## TASK PROMPT
Exactly how many lines of the data below include the string "durable"? State the number and nothing more.
START SOURCE RECORDS
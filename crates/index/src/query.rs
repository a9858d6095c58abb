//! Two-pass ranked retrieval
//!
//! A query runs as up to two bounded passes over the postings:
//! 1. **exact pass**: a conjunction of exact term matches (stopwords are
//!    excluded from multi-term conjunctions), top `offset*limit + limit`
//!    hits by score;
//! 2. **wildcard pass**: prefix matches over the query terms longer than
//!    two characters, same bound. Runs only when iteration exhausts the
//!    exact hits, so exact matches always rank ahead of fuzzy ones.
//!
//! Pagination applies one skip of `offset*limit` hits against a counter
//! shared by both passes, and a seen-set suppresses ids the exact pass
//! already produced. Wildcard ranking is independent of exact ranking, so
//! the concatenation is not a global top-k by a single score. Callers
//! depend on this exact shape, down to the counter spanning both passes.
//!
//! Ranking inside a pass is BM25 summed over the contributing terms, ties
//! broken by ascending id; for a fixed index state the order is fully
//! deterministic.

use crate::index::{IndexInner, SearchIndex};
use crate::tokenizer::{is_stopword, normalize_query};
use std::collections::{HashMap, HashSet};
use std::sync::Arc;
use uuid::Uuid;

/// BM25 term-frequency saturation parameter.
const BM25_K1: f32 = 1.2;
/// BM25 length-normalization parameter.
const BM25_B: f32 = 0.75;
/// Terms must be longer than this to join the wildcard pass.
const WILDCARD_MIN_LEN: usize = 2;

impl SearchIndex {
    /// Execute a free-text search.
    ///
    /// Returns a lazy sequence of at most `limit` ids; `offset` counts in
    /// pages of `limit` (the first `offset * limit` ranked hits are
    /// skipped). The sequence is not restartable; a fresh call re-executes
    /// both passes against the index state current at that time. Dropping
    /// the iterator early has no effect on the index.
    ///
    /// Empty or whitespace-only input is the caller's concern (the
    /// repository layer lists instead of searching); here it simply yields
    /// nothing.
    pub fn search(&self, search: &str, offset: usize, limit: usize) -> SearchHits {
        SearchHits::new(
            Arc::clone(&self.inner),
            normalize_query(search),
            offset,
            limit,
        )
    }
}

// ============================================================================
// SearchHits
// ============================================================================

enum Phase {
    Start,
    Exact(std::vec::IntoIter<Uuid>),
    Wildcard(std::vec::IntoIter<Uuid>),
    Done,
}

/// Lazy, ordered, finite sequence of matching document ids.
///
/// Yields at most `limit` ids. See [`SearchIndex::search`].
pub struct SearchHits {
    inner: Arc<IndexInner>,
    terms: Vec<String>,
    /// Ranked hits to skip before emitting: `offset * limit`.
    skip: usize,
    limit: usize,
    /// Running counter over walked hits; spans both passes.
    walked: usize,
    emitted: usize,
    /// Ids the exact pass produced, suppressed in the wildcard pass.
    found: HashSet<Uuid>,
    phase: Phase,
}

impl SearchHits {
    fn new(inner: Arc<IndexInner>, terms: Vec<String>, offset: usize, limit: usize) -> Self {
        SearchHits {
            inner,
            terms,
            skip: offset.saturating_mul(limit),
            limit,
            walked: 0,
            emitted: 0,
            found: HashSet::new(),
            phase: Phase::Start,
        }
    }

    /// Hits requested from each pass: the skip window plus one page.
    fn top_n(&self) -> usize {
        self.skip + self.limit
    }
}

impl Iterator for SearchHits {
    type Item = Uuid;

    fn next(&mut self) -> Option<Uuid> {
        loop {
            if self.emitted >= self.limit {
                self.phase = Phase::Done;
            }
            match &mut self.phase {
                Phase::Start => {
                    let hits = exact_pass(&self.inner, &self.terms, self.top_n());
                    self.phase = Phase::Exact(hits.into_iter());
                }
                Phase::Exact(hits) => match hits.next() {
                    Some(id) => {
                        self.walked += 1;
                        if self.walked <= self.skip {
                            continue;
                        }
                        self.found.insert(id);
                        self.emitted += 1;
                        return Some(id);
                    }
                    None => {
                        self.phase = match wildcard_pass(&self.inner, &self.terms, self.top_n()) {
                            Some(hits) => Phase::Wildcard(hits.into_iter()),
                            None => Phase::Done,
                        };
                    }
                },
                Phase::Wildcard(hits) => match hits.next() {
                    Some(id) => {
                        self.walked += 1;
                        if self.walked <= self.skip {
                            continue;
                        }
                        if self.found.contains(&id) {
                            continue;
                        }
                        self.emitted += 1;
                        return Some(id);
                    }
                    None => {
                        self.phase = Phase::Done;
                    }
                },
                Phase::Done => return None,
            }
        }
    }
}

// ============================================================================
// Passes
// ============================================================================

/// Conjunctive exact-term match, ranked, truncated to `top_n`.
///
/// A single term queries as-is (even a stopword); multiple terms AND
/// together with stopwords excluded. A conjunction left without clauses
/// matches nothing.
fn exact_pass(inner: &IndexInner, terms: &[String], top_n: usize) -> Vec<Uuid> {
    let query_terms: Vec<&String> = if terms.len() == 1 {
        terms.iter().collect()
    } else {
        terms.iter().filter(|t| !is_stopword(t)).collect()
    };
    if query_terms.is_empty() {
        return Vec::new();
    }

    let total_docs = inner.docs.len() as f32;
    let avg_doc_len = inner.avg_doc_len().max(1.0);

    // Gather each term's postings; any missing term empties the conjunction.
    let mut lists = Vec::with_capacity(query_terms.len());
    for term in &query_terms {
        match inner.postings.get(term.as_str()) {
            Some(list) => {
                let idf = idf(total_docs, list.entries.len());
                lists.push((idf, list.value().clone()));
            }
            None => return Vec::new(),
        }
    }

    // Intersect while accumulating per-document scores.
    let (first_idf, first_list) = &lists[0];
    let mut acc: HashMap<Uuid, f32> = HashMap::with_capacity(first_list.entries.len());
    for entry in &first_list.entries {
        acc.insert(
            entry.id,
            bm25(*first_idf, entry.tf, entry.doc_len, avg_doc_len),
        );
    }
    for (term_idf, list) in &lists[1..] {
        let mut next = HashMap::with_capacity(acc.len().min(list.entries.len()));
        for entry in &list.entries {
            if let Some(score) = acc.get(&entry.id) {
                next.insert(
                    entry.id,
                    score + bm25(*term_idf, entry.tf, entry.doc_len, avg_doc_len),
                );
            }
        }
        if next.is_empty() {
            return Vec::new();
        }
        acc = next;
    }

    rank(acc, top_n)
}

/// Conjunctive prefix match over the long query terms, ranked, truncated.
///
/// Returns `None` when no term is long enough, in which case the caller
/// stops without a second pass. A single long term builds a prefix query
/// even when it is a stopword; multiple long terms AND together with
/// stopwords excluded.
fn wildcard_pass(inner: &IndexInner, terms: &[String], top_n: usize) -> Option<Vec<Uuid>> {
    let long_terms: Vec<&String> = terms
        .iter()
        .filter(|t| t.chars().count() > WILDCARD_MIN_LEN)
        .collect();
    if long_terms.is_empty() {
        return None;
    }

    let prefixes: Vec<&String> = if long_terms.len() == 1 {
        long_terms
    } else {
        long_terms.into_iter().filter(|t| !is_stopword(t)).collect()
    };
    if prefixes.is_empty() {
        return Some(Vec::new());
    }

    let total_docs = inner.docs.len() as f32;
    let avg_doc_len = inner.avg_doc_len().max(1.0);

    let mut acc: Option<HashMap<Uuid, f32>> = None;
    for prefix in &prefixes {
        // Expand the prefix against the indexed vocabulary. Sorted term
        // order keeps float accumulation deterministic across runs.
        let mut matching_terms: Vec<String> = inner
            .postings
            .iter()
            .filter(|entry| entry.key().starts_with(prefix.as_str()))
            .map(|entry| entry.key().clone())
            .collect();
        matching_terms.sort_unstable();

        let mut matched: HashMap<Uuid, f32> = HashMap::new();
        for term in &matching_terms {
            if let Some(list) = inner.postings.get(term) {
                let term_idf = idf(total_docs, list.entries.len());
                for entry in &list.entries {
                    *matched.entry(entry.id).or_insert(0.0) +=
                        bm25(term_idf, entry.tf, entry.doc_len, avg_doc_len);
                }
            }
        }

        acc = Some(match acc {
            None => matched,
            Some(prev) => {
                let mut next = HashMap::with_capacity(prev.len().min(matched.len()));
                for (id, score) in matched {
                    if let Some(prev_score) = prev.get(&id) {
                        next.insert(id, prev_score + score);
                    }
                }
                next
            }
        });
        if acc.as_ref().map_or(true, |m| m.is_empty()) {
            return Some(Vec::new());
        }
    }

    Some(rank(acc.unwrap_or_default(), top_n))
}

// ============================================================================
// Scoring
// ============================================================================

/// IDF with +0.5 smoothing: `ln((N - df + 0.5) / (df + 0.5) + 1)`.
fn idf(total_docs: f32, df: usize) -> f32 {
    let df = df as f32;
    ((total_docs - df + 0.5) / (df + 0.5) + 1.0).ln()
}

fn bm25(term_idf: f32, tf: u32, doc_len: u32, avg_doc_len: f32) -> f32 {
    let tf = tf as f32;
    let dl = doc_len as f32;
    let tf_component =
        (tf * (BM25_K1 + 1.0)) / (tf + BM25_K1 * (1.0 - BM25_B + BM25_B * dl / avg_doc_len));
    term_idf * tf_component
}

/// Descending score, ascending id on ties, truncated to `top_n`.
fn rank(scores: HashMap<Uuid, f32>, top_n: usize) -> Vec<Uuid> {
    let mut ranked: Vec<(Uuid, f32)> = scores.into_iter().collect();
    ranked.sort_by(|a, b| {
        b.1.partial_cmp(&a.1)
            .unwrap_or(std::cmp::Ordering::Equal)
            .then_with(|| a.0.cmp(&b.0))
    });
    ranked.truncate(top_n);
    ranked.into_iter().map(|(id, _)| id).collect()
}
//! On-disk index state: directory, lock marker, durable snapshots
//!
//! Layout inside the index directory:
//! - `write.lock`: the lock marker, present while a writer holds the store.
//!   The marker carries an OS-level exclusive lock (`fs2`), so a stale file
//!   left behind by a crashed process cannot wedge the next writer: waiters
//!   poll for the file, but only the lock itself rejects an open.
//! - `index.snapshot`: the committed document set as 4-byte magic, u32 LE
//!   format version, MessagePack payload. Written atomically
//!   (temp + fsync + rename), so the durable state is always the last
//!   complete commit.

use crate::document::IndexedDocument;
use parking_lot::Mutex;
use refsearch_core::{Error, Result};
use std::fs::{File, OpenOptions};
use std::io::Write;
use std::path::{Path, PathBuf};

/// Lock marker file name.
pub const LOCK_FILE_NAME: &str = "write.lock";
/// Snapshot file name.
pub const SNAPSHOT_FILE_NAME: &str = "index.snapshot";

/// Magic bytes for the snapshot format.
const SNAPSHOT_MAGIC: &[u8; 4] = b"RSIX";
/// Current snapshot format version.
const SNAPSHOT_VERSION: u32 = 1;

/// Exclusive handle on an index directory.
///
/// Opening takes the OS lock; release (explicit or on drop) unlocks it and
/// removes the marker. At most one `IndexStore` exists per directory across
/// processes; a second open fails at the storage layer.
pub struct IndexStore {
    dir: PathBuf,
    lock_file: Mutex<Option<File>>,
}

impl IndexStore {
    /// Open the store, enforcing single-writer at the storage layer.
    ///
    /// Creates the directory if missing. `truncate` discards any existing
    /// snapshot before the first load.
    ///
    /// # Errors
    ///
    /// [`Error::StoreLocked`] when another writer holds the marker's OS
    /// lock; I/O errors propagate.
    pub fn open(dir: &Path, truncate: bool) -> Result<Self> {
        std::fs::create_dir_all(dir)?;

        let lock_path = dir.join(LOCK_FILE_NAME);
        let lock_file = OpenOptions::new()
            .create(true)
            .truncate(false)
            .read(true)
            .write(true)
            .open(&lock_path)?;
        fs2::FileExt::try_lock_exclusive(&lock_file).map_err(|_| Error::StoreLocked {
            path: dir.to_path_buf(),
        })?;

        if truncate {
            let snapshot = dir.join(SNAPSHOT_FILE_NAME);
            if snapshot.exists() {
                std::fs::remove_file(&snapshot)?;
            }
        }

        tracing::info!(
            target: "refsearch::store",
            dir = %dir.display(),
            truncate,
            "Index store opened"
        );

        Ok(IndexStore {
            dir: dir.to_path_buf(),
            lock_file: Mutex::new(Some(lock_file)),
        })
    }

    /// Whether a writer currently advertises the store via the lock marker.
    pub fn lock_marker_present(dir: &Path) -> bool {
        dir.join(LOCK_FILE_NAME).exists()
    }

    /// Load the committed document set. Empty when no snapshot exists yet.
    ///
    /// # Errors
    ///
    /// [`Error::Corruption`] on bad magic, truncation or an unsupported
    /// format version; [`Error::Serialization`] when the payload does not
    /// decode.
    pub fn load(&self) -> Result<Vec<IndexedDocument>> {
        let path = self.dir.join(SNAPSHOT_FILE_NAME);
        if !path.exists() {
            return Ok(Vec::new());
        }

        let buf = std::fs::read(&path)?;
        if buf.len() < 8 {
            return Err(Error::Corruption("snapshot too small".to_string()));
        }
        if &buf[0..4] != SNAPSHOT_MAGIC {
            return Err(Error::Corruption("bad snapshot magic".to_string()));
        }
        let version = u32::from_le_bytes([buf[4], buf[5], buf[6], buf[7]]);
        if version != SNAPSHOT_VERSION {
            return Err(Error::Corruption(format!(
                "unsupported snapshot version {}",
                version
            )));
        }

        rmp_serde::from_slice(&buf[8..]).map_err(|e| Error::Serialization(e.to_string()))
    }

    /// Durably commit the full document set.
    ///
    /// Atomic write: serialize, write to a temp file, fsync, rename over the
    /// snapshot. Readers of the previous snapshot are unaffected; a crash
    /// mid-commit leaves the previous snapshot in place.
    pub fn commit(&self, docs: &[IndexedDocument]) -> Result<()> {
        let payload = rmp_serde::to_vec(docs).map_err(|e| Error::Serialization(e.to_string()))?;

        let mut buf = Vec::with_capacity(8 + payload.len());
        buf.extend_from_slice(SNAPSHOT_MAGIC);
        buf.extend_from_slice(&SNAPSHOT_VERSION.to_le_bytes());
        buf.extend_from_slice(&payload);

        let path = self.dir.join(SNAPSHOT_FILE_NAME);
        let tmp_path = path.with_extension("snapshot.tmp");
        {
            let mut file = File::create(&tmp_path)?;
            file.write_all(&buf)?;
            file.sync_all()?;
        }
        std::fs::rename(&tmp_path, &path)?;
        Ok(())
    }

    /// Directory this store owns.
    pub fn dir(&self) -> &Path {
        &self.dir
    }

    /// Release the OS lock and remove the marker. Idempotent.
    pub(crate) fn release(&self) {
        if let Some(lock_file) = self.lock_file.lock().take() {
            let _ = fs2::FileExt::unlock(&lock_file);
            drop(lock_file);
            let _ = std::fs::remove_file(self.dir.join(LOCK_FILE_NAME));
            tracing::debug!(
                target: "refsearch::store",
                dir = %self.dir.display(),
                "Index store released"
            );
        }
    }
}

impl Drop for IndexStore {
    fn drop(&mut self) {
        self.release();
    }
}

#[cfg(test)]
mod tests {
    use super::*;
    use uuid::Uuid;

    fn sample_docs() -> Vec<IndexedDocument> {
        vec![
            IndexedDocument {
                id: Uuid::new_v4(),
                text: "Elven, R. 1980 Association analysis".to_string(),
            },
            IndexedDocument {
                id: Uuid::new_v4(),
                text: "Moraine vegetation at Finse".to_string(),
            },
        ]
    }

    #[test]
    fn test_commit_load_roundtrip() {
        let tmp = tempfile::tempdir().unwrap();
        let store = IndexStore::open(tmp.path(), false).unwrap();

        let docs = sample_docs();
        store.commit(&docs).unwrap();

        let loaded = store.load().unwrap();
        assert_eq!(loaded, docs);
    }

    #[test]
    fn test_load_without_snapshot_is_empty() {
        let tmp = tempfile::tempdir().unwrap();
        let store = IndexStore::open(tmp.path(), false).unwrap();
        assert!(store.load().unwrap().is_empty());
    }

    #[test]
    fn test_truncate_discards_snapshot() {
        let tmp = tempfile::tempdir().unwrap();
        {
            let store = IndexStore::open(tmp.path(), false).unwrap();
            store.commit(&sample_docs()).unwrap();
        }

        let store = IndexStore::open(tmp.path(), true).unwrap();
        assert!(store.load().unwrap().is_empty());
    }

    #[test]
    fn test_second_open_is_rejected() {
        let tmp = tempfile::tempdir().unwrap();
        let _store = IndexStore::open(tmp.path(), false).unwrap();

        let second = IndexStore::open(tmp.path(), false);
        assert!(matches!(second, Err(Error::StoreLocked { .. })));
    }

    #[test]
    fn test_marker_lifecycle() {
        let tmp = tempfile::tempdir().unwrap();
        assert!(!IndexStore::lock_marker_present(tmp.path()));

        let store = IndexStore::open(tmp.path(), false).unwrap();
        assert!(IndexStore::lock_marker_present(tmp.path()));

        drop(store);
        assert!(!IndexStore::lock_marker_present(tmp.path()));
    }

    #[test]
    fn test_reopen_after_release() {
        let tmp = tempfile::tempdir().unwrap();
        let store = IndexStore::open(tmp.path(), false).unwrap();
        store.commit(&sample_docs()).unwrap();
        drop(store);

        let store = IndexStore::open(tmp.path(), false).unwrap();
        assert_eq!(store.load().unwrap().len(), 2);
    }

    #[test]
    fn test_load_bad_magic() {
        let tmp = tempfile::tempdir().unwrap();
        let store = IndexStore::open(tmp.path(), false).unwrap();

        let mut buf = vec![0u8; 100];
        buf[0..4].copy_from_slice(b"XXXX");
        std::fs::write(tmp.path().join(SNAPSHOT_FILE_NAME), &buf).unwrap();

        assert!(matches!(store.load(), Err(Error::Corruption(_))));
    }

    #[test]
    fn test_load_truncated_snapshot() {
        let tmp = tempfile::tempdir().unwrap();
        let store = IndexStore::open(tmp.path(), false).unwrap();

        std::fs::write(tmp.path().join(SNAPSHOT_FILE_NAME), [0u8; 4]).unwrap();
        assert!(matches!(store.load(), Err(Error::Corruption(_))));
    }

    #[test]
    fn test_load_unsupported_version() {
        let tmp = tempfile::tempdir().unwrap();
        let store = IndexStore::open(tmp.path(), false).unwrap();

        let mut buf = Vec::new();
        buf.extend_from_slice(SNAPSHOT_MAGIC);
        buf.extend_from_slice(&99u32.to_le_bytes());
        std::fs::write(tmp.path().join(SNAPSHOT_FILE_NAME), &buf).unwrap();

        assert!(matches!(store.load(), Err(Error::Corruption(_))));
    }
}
END SOURCE RECORDS
## ANSWER SPACE
2